Against all odds, experts at Wakehurst Place, in West Sussex, south of the British capital, resurrected three different plant species from the seeds in a recovery effort few had believed would succeed.
The plants, including a shrub called Liparia villosa, a stunning pincushion-like flower called Leucospermum, and a type of acacia, are now growing vigorously, they said.
The survival of the seeds is all the more remarkable for the conditions they have endured since being collected during the Napoleonic wars.
The notebook carries the inscription of Jan Teerlink, a Dutch merchant who according to archive research gathered the seeds during a visit to the Cape of Good Hope in 1803. On his return journey, with a cargo of tea and silk, his Prussian vessel Henriette was captured by the British navy and all documents, including his notebook, were seized and passed to the high court of admiralty.
Some time later, the notebook was handed to the Tower of London and later still to the the National Archives, where it lay undisturbed until curators stumbled across it recently while carrying out cataloguing improvements.

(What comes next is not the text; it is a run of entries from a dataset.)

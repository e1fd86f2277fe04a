//! # Quote Store
//!
//! Ordered, in-memory list of quotes mirrored to a [`KeyValueStore`] under the
//! [`QUOTES_KEY`] key.
//!
//! The persisted copy is read once by [`QuoteStore::load`] and rewritten after
//! every mutation. A failed write rolls the in-memory mutation back, so memory
//! and storage never disagree.

use super::{normalize_category, seed_quotes, Quote};
use crate::error::QuoteError;
use crate::storage::{KeyValueStore, QUOTES_KEY};
use anyhow::{Context, Result};
use serde_json::Value;
use std::collections::HashSet;
use std::sync::Arc;

/// Where the quotes of a freshly loaded store came from
#[derive(Debug, Clone, PartialEq, Eq)]
pub enum LoadSource {
    /// A valid persisted array was found
    Persisted,
    /// Nothing was persisted yet; the seed set is in use
    Seeded,
    /// The persisted copy was unreadable; the seed set is in use
    Recovered(QuoteError),
}

/// Outcome of importing a JSON payload
#[derive(Debug, Clone, Copy, Default, PartialEq, Eq)]
pub struct ImportReport {
    /// Quotes that were not already present and were appended
    pub added: usize,
    /// Array elements that were not `{text, category}` objects
    pub skipped: usize,
}

pub struct QuoteStore {
    quotes: Vec<Quote>,
    backend: Arc<dyn KeyValueStore>,
}

impl std::fmt::Debug for QuoteStore {
    fn fmt(&self, f: &mut std::fmt::Formatter<'_>) -> std::fmt::Result {
        f.debug_struct("QuoteStore")
            .field("quotes", &self.quotes)
            .finish_non_exhaustive()
    }
}

impl QuoteStore {
    /// Load the persisted quotes, falling back to the seed set when they are
    /// missing or malformed.
    pub fn load(backend: Arc<dyn KeyValueStore>) -> (Self, LoadSource) {
        let (quotes, source) = match read_persisted(backend.as_ref()) {
            Ok(Some(quotes)) => (quotes, LoadSource::Persisted),
            Ok(None) => (seed_quotes(), LoadSource::Seeded),
            Err(e) => {
                tracing::warn!(error = %format!("{e:#}"), "persisted quotes unreadable, using seed set");
                (seed_quotes(), LoadSource::Recovered(QuoteError::storage(&e)))
            }
        };

        tracing::info!(count = quotes.len(), source = ?source, "quote store loaded");
        (Self { quotes, backend }, source)
    }

    /// Create a store with explicit contents (nothing is read from `backend`)
    pub fn with_quotes(backend: Arc<dyn KeyValueStore>, quotes: Vec<Quote>) -> Self {
        Self { quotes, backend }
    }

    /// Validate, normalize and append a quote. Duplicates are allowed here.
    pub fn add(&mut self, text: &str, category: &str) -> Result<Quote, QuoteError> {
        let quote = Quote::new(text, category)?;
        self.quotes.push(quote.clone());

        if let Err(e) = self.persist() {
            self.quotes.pop();
            return Err(QuoteError::storage(&e));
        }

        tracing::info!(category = %quote.category, "quote added");
        Ok(quote)
    }

    /// Append every candidate whose `(text, category)` is not present yet.
    ///
    /// Returns the number of quotes appended. Storage is only written when
    /// something was appended.
    pub fn merge<I>(&mut self, candidates: I) -> Result<usize, QuoteError>
    where
        I: IntoIterator<Item = Quote>,
    {
        let previous_len = self.quotes.len();
        let mut seen: HashSet<Quote> = self.quotes.iter().cloned().collect();

        for candidate in candidates {
            if seen.insert(candidate.clone()) {
                self.quotes.push(candidate);
            }
        }

        let added = self.quotes.len() - previous_len;
        if added > 0 {
            if let Err(e) = self.persist() {
                self.quotes.truncate(previous_len);
                return Err(QuoteError::storage(&e));
            }
            tracing::debug!(added, total = self.quotes.len(), "quotes merged");
        }

        Ok(added)
    }

    /// Every quote, in insertion order
    pub fn all(&self) -> &[Quote] {
        &self.quotes
    }

    /// Quotes in `category`; `all` yields the full sequence
    pub fn by_category(&self, category: &str) -> Vec<&Quote> {
        let category = normalize_category(category);
        self.quotes.iter().filter(|q| q.matches(&category)).collect()
    }

    pub fn len(&self) -> usize {
        self.quotes.len()
    }

    pub fn is_empty(&self) -> bool {
        self.quotes.is_empty()
    }

    /// The full sequence as pretty-printed JSON
    pub fn export(&self) -> Result<Vec<u8>> {
        serde_json::to_vec_pretty(&self.quotes).context("Failed to serialize quotes")
    }

    /// Merge quotes from a JSON payload.
    ///
    /// The payload must be a JSON array. Elements that are not objects with
    /// non-empty string `text` and `category` fields are skipped and counted;
    /// the remaining ones are merged with the same rule as [`merge`](Self::merge).
    pub fn import(&mut self, bytes: &[u8]) -> Result<ImportReport, QuoteError> {
        let value: Value = serde_json::from_slice(bytes)
            .map_err(|e| QuoteError::Format(format!("not valid JSON: {e}")))?;

        let Value::Array(elements) = value else {
            return Err(QuoteError::Format(
                "expected a top-level JSON array".to_string(),
            ));
        };

        let total = elements.len();
        let candidates: Vec<Quote> = elements.iter().filter_map(parse_element).collect();
        let skipped = total - candidates.len();

        let added = self.merge(candidates)?;
        tracing::info!(added, skipped, "quotes imported");

        Ok(ImportReport { added, skipped })
    }

    fn persist(&self) -> Result<()> {
        let json = serde_json::to_string(&self.quotes).context("Failed to serialize quotes")?;
        self.backend
            .set(QUOTES_KEY, &json)
            .with_context(|| format!("Failed to write storage key: {QUOTES_KEY}"))
    }
}

/// Read the persisted array. `Ok(None)` when nothing was stored; an error
/// when the array holds no valid quote at all.
fn read_persisted(backend: &dyn KeyValueStore) -> Result<Option<Vec<Quote>>> {
    let Some(content) = backend
        .get(QUOTES_KEY)
        .with_context(|| format!("Failed to read storage key: {QUOTES_KEY}"))?
    else {
        return Ok(None);
    };

    let quotes: Vec<Quote> = serde_json::from_str(&content)
        .with_context(|| format!("Failed to parse storage key: {QUOTES_KEY}"))?;

    if quotes.is_empty() {
        return Ok(None);
    }

    // Older writers may have stored mixed-case categories
    let total = quotes.len();
    let valid: Vec<Quote> = quotes
        .into_iter()
        .filter_map(|q| Quote::new(&q.text, &q.category).ok())
        .collect();

    let dropped = total - valid.len();
    if dropped > 0 {
        tracing::warn!(dropped, total, "invalid persisted quotes dropped");
    }
    if valid.is_empty() {
        anyhow::bail!("No valid quotes in storage key: {QUOTES_KEY}");
    }

    Ok(Some(valid))
}

fn parse_element(element: &Value) -> Option<Quote> {
    let text = element.get("text")?.as_str()?;
    let category = element.get("category")?.as_str()?;
    Quote::new(text, category).ok()
}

The notebook was examined by Roelof van Gelder, a guest researcher from the Royal Dutch Library, who discovered 40 tiny packets tucked inside containing 32 different species of seeds. Most were labelled with Latin names, but others were apparently unidentifiable at the time and bore such tags as “Unknown mimosa”, “Seeds from a tree with crooked thorns” and “Seeds of the wild melons eaten by the savages along the Orange river”.
To attempt to revive the seeds, a few of each variety were given to ecologists at the Millennium Seed Bank.
They were then transferred to a jelly-like medium to see if they would grow. The team now has two shrubs around 10cm high and the acacia is nearly at waist height.